For the word "Sync", tally the lines of the data that contain it and give the tally alone.

Provided records:
────────────────────
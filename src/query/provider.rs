//! Collaborators consulted during translation.
//!
//! The schema registry and the index description live outside this crate;
//! translation only sees them through these traits.

use std::collections::HashMap;

use crate::model::{ColumnId, ColumnModel, IdAndVersion, TableType};
use crate::sql::naming::{ROW_ETAG, ROW_ID, ROW_VERSION};

use super::error::{TranslationError, TranslationResult};

/// Where a translation is headed.
#[derive(Debug, Clone, Copy, PartialEq, Eq, Default)]
pub enum SqlContext {
    /// Interactive single-table queries.
    #[default]
    Query,
    /// Building one index from others; joins are allowed.
    Build,
}

/// Read access to the logical schema registry.
pub trait SchemaProvider: Send + Sync {
    /// Ordered logical columns of a table.
    fn table_schema(&self, id: &IdAndVersion) -> TranslationResult<Vec<ColumnModel>>;

    /// A single logical column by id.
    fn column_model(&self, id: ColumnId) -> TranslationResult<ColumnModel>;
}

/// Schema registry backed by in-memory maps.
///
/// A versioned lookup falls back to the unversioned schema when no
/// snapshot schema was registered.
#[derive(Debug, Clone, Default)]
pub struct InMemorySchemaProvider {
    tables: HashMap<IdAndVersion, Vec<ColumnModel>>,
    columns: HashMap<ColumnId, ColumnModel>,
}

impl InMemorySchemaProvider {
    pub fn new() -> Self {
        Self::default()
    }

    pub fn with_table(mut self, id: IdAndVersion, schema: Vec<ColumnModel>) -> Self {
        self.add_table(id, schema);
        self
    }

    pub fn add_table(&mut self, id: IdAndVersion, schema: Vec<ColumnModel>) {
        for column in &schema {
            self.columns.insert(column.id, column.clone());
        }
        self.tables.insert(id, schema);
    }
}

impl SchemaProvider for InMemorySchemaProvider {
    fn table_schema(&self, id: &IdAndVersion) -> TranslationResult<Vec<ColumnModel>> {
        self.tables
            .get(id)
            .or_else(|| self.tables.get(&IdAndVersion::new(id.id)))
            .cloned()
            .ok_or_else(|| TranslationError::UnknownTable(id.to_string()))
    }

    fn column_model(&self, id: ColumnId) -> TranslationResult<ColumnModel> {
        self.columns
            .get(&id)
            .cloned()
            .ok_or_else(|| TranslationError::UnknownColumn(id.to_string()))
    }
}

// ============================================================================
// Index descriptions
// ============================================================================

/// What kind of index backs a table and which metadata it returns.
pub trait IndexDescription: Send + Sync {
    fn id(&self) -> &IdAndVersion;

    fn table_type(&self) -> TableType;

    /// Metadata columns appended to the physical select list.
    fn columns_to_add_to_select(
        &self,
        context: SqlContext,
        include_etag: bool,
        is_aggregate: bool,
    ) -> Vec<&'static str>;
}

/// A plain table, or a materialized view over tables.
#[derive(Debug, Clone, PartialEq, Eq)]
pub struct TableIndexDescription {
    id: IdAndVersion,
    table_type: TableType,
}

impl TableIndexDescription {
    pub fn new(id: IdAndVersion) -> Self {
        Self {
            id,
            table_type: TableType::Table,
        }
    }

    pub fn materialized(id: IdAndVersion) -> Self {
        Self {
            id,
            table_type: TableType::MaterializedView,
        }
    }
}

impl IndexDescription for TableIndexDescription {
    fn id(&self) -> &IdAndVersion {
        &self.id
    }

    fn table_type(&self) -> TableType {
        self.table_type
    }

    fn columns_to_add_to_select(
        &self,
        context: SqlContext,
        _include_etag: bool,
        is_aggregate: bool,
    ) -> Vec<&'static str> {
        if context == SqlContext::Build || is_aggregate {
            return Vec::new();
        }
        vec![ROW_ID, ROW_VERSION]
    }
}

/// Entity and submission views, which also carry an etag per row.
#[derive(Debug, Clone, PartialEq, Eq)]
pub struct ViewIndexDescription {
    id: IdAndVersion,
    table_type: TableType,
}

impl ViewIndexDescription {
    pub fn new(id: IdAndVersion, table_type: TableType) -> Self {
        Self { id, table_type }
    }
}

impl IndexDescription for ViewIndexDescription {
    fn id(&self) -> &IdAndVersion {
        &self.id
    }

    fn table_type(&self) -> TableType {
        self.table_type
    }

    fn columns_to_add_to_select(
        &self,
        context: SqlContext,
        include_etag: bool,
        is_aggregate: bool,
    ) -> Vec<&'static str> {
        if context == SqlContext::Build || is_aggregate {
            return Vec::new();
        }
        let mut columns = vec![ROW_ID, ROW_VERSION];
        if include_etag {
            columns.push(ROW_ETAG);
        }
        columns
    }
}

/// Description matching a table type.
pub fn index_description(id: IdAndVersion, table_type: TableType) -> Box<dyn IndexDescription> {
    match table_type {
        TableType::Table => Box::new(TableIndexDescription::new(id)),
        TableType::MaterializedView => Box::new(TableIndexDescription::materialized(id)),
        TableType::EntityView | TableType::SubmissionView => {
            Box::new(ViewIndexDescription::new(id, table_type))
        }
    }
}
────────────────────
Solution to the problem:
2